As we go through some of these passages, I cannot over stress that fact that Jesus did not utter these words at the local bar, or house of prostitution. He did not go to Rome, Babylon, or Athens and utter these strong warnings. He boldly declared these warnings to God's own people soon to be called for a season "not God's people." (see Hosea 1:9; 2:23; Rom. 9:25)
The physical fires of "Gehenna" have long since gone out. Therefore theologians conclude that these fires must refer to spiritual things. This is called "adding to the word." In one sense, they are correct, that is, the stigma associated with the horrible way the nation of Israel was destroyed, the humiliation of being called "Christ-killers" would stay with the name "Jew" throughout the centuries, even to this day. While the physical fires and worms have passed, the humiliation, the hatred, the torment and abuse which comes with the name "Jew" has remained to this day. Remember the Holocaust, only one generation ago? But this stigma will not last into eternity. The label of "not my people" will not be carried into kingdom of God. So while there is a higher meaning and significance to "Gehenna" than the physical destruction of Jerusalem, it is not a symbol of "eternal torment." The shame and persecution will one day be removed.

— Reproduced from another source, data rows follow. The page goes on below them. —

//! Stimulus generation: one transaction per operation, then fillers to flush the pipeline.

use rand::rngs::StdRng;
use rand::{Rng, SeedableRng};

use crate::bfm::{AluBfm, PIPELINE_DEPTH};
use crate::config::PolicyKind;
use crate::ops::{Command, Operation};
use crate::prelude::*;

/// Picks the operands of each transaction.
pub trait OperandPolicy: Send {
    fn name(&self) -> String;
    fn operands(&mut self, op: Operation) -> (u8, u8);
}

pub struct RandomOperands {
    seed: u64,
    rng: StdRng,
}

impl RandomOperands {
    pub fn from_seed(seed: u64) -> Self {
        RandomOperands {
            seed,
            rng: StdRng::seed_from_u64(seed),
        }
    }

    pub fn seed(&self) -> u64 {
        self.seed
    }
}

impl OperandPolicy for RandomOperands {
    fn name(&self) -> String {
        format!("random (seed {})", self.seed)
    }
    fn operands(&mut self, _op: Operation) -> (u8, u8) {
        (self.rng.gen(), self.rng.gen())
    }
}

/// Same operands for every operation.
pub struct FixedOperands {
    a: u8,
    b: u8,
}

impl FixedOperands {
    pub fn new(a: u8, b: u8) -> Self {
        FixedOperands { a, b }
    }

    pub fn boundary() -> Self {
        FixedOperands::new(0xff, 0xff)
    }
}

impl OperandPolicy for FixedOperands {
    fn name(&self) -> String {
        format!("fixed {:02x}/{:02x}", self.a, self.b)
    }
    fn operands(&mut self, _op: Operation) -> (u8, u8) {
        (self.a, self.b)
    }
}

pub fn policy_for(kind: PolicyKind, seed: u64) -> Box<dyn OperandPolicy> {
    match kind {
        PolicyKind::Random => Box::new(RandomOperands::from_seed(seed)),
        PolicyKind::Boundary => Box::new(FixedOperands::boundary()),
    }
}

pub struct Tester {
    policy: Box<dyn OperandPolicy>,
    ops: Vec<Operation>,
    filler_count: usize,
}

#[derive(Default)]
pub struct TesterBuilder {
    policy: Option<Box<dyn OperandPolicy>>,
    ops: Option<Vec<Operation>>,
    filler_count: Option<usize>,
}

impl TesterBuilder {
    pub fn policy(mut self, policy: Box<dyn OperandPolicy>) -> Self {
        self.policy = Some(policy);
        self
    }

    pub fn ops(mut self, ops: &[Operation]) -> Self {
        self.ops = Some(ops.to_vec());
        self
    }

    pub fn filler_count(mut self, n: usize) -> Self {
        self.filler_count = Some(n);
        self
    }

    pub fn build(self) -> TbResult<Tester> {
        let policy = self.policy.ok_or(TbError::MissingPolicy)?;
        let filler_count = self.filler_count.unwrap_or(PIPELINE_DEPTH);
        if filler_count < PIPELINE_DEPTH {
            return Err(TbError::Config(format!(
                "{} filler transactions can't flush a pipeline of depth {}",
                filler_count, PIPELINE_DEPTH
            )));
        }
        Ok(Tester {
            policy,
            ops: self.ops.unwrap_or_else(|| Operation::ALL.to_vec()),
            filler_count,
        })
    }
}

impl Tester {
    pub fn builder() -> TesterBuilder {
        TesterBuilder::default()
    }

    pub fn transaction_count(&self) -> usize {
        self.ops.len() + self.filler_count
    }

    /// The real transactions followed by the fillers, in issue order.
    pub fn commands(&mut self) -> Vec<Command> {
        let mut cmds: Vec<Command> = self
            .ops
            .iter()
            .map(|&op| {
                let (a, b) = self.policy.operands(op);
                Command::new(a, b, op)
            })
            .collect();
        cmds.extend(std::iter::repeat(Command::filler()).take(self.filler_count));
        cmds
    }

    /// Sends every transaction through the BFM and returns how many were issued.
    pub async fn run(mut self, bfm: AluBfm) -> TbResult<usize> {
        SIM_IF.log(&format!("Tester: operands {}", self.policy.name()));
        let cmds = self.commands();
        let real = self.ops.len();
        for (i, cmd) in cmds.iter().enumerate() {
            if i < real {
                SIM_IF.log(&format!("Tester: sending {}", cmd));
            }
            bfm.send_op(cmd.a, cmd.b, cmd.op).await?;
        }
        Ok(cmds.len())
    }
}
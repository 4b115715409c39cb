use junit_report::{Duration, ReportBuilder, TestCaseBuilder, TestSuiteBuilder};
use std::path::Path;

use crate::runner::SuiteReport;
use crate::{TbError, TbResult};

pub(crate) fn write_junit_xml(suite: &SuiteReport, path: &Path) -> TbResult {
    let mut test_cases = Vec::new();

    for t in suite.reports.iter() {
        let duration = Duration::seconds_f64(t.time_secs);
        let tc = match t.failure_message() {
            None => TestCaseBuilder::success(&t.name, duration),
            Some(msg) => {
                let kind = match t.result {
                    Ok(_) => "failure",
                    Err(_) => "error",
                };
                TestCaseBuilder::failure(&t.name, duration, kind, &msg)
            }
        }
        .build();
        test_cases.push(tc);
    }

    let test_suite = TestSuiteBuilder::new(&suite.name)
        .add_testcases(test_cases)
        .build();
    let report = ReportBuilder::new().add_testsuite(test_suite).build();
    let file = std::fs::File::create(path)
        .map_err(|e| TbError::Report(format!("{}: {}", path.display(), e)))?;
    report
        .write_xml(file)
        .map_err(|e| TbError::Report(e.to_string()))
}
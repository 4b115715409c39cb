use std::fmt;

/// Opcode the device treats as "do nothing". It never produces a result.
pub const NO_OP: u32 = 0;

#[derive(Debug, Clone, Copy, PartialEq, Eq, PartialOrd, Ord, Hash)]
pub enum Operation {
    Add,
    And,
    Xor,
    Mul,
}

impl Operation {
    pub const ALL: [Operation; 4] = [Operation::Add, Operation::And, Operation::Xor, Operation::Mul];

    /// Encoding on the device's 3 bit `op` input.
    pub fn opcode(self) -> u32 {
        match self {
            Operation::Add => 1,
            Operation::And => 2,
            Operation::Xor => 3,
            Operation::Mul => 4,
        }
    }

    pub fn from_opcode(code: u32) -> Option<Self> {
        Operation::ALL.into_iter().find(|op| op.opcode() == code)
    }

    pub fn name(self) -> &'static str {
        match self {
            Operation::Add => "ADD",
            Operation::And => "AND",
            Operation::Xor => "XOR",
            Operation::Mul => "MUL",
        }
    }
}

impl fmt::Display for Operation {
    fn fmt(&self, f: &mut fmt::Formatter<'_>) -> fmt::Result {
        f.write_str(self.name())
    }
}

/// One transaction as sent to, and observed on, the device.
#[derive(Debug, Clone, Copy, PartialEq, Eq, Hash)]
pub struct Command {
    pub a: u8,
    pub b: u8,
    pub op: Operation,
}

impl Command {
    pub fn new(a: u8, b: u8, op: Operation) -> Self {
        Command { a, b, op }
    }

    /// Benign transaction used to push the last real one through the pipeline.
    pub fn filler() -> Self {
        Command::new(0, 0, Operation::And)
    }
}

impl fmt::Display for Command {
    fn fmt(&self, f: &mut fmt::Formatter<'_>) -> fmt::Result {
        write!(f, "{:02x} {} {:02x}", self.a, self.op, self.b)
    }
}

#[cfg(test)]
mod tests {
    use super::*;

    #[test]
    fn opcodes_round_trip() {
        for op in Operation::ALL {
            assert_eq!(Operation::from_opcode(op.opcode()), Some(op));
        }
        assert_eq!(Operation::from_opcode(NO_OP), None);
        assert_eq!(Operation::from_opcode(7), None);
    }

    #[test]
    fn command_display() {
        assert_eq!(Command::new(0x03, 0xff, Operation::Mul).to_string(), "03 MUL ff");
    }
}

The Greek word behind the English word "unquenchable" is the word "asbestos." This word has been brought over into the English language describing a substance. Examples of how the word was used in Greek should prove that this word did not define a "fire that would never go out."

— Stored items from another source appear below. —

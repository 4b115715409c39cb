pub mod bfm;
pub mod config;
pub mod device;
mod executor;
mod junit;
mod native;
pub mod objection;
pub mod ops;
pub mod oracle;
pub mod prelude;
pub mod runner;
pub mod scenarios;
pub mod scoreboard;
pub mod sequencer;
mod signal;
pub mod sim_if;
mod tb_obj;
pub mod testbench;
pub mod tester;
pub mod tinyalu;
mod trigger;
pub mod utils;

use ops::Command;
use sequencer::Phase;

pub type TbResult<T = ()> = Result<T, TbError>;

#[derive(Debug, Clone, PartialEq, Eq, thiserror::Error)]
pub enum TbError {
    // protocol violations
    #[error("no result observed for command #{index} ({cmd})")]
    MissingResult { index: usize, cmd: Command },
    #[error("reset requested after the BFM tasks were started")]
    ResetAfterStart,
    #[error("BFM tasks are not running")]
    TasksNotStarted,
    #[error("BFM tasks were already started")]
    TasksAlreadyStarted,
    #[error("{0} channel receiver was already taken")]
    ChannelTaken(&'static str),
    #[error("{0} channel closed")]
    ChannelClosed(&'static str),
    #[error("device drove undefined opcode {0}")]
    UnknownOpcode(u32),
    #[error("{issued} commands issued but {observed} observed")]
    DroppedTransactions { issued: usize, observed: usize },
    #[error("{issued} commands issued but {observed} results observed")]
    ResultCount { issued: usize, observed: usize },
    #[error("another task is already sending on the stimulus mailbox")]
    ConcurrentSend,
    #[error("illegal phase transition {from} -> {to}")]
    PhaseOrder { from: Phase, to: Phase },

    // policy misuse
    #[error("stimulus generator has no operand policy")]
    MissingPolicy,

    #[error("configuration: {0}")]
    Config(String),

    // simulation
    #[error("unknown signal '{0}'")]
    UnknownSignal(String),
    #[error("simulated time limit of {0} ns reached")]
    Timeout(u64),
    #[error("no events left at step {0} while the test is still running")]
    Starved(u64),
    #[error("task '{0}' was cancelled")]
    Cancelled(String),
    #[error("simulator: {0}")]
    Simulator(String),

    #[error("report: {0}")]
    Report(String),
}
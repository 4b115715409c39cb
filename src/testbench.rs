use crate::prelude::*;

/*
 * CLOCK
 */
pub async fn clock(clk: SimObject, period: u64, unit: TimeUnit) -> TbResult {
    let high_t = period / 2;
    let low_t = period - high_t;
    if period % 2 != 0 {
        SIM_IF.log(&format!(
            "Warning: Clock period {period}{unit} not dividable by 2. High time will be {high_t}{unit}; low time will be {low_t}{unit}."
        ));
    }
    if high_t == 0 {
        return Err(TbError::Config(format!("clock period {}{} is too short", period, unit)));
    }
    loop {
        clk.set_u32(0)?;
        Trigger::timer(low_t, unit).await?;
        clk.set_u32(1)?;
        Trigger::timer(high_t, unit).await?;
    }
}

"Strabo calls the lamp in the Parthenon, and Plutarch call the sacred fire of a temple "unquenchable," though they were extinguished ages ago. Josephus says the fire on the altar of the temple at Jerusalem was "always unquenchable" (asbestos aei), though the fire had gone out and the temple was destroyed at the time of his writing. Eusebius says that certain martyrs of Alexandria 'were burned in unquenchable fire,' though it was extinguished in the course of an hour."
The above examples should prove the word in the original Greek did not mean a fire that would burn forever. It meant a fire that could not be put out until it consumed that which it was burning. The purpose of the fire on the alter in Jerusalem ended in 70 A.D. when the types and shadows of the rituals in the Law of Moses were replaced by the true light-Jesus Christ, the Light from above and His body of believers who Jesus called the "light of the world."
As to "Gehenna" being a place where God can destroy the "body and the soul," it should be noted that God could also "raise up children to Abraham from these stones," but He didn't. (Luke 3:8) He is able to blot a person out of the Book of Life, but that doesn't mean He will. We must be careful not to add to His Word what is not there.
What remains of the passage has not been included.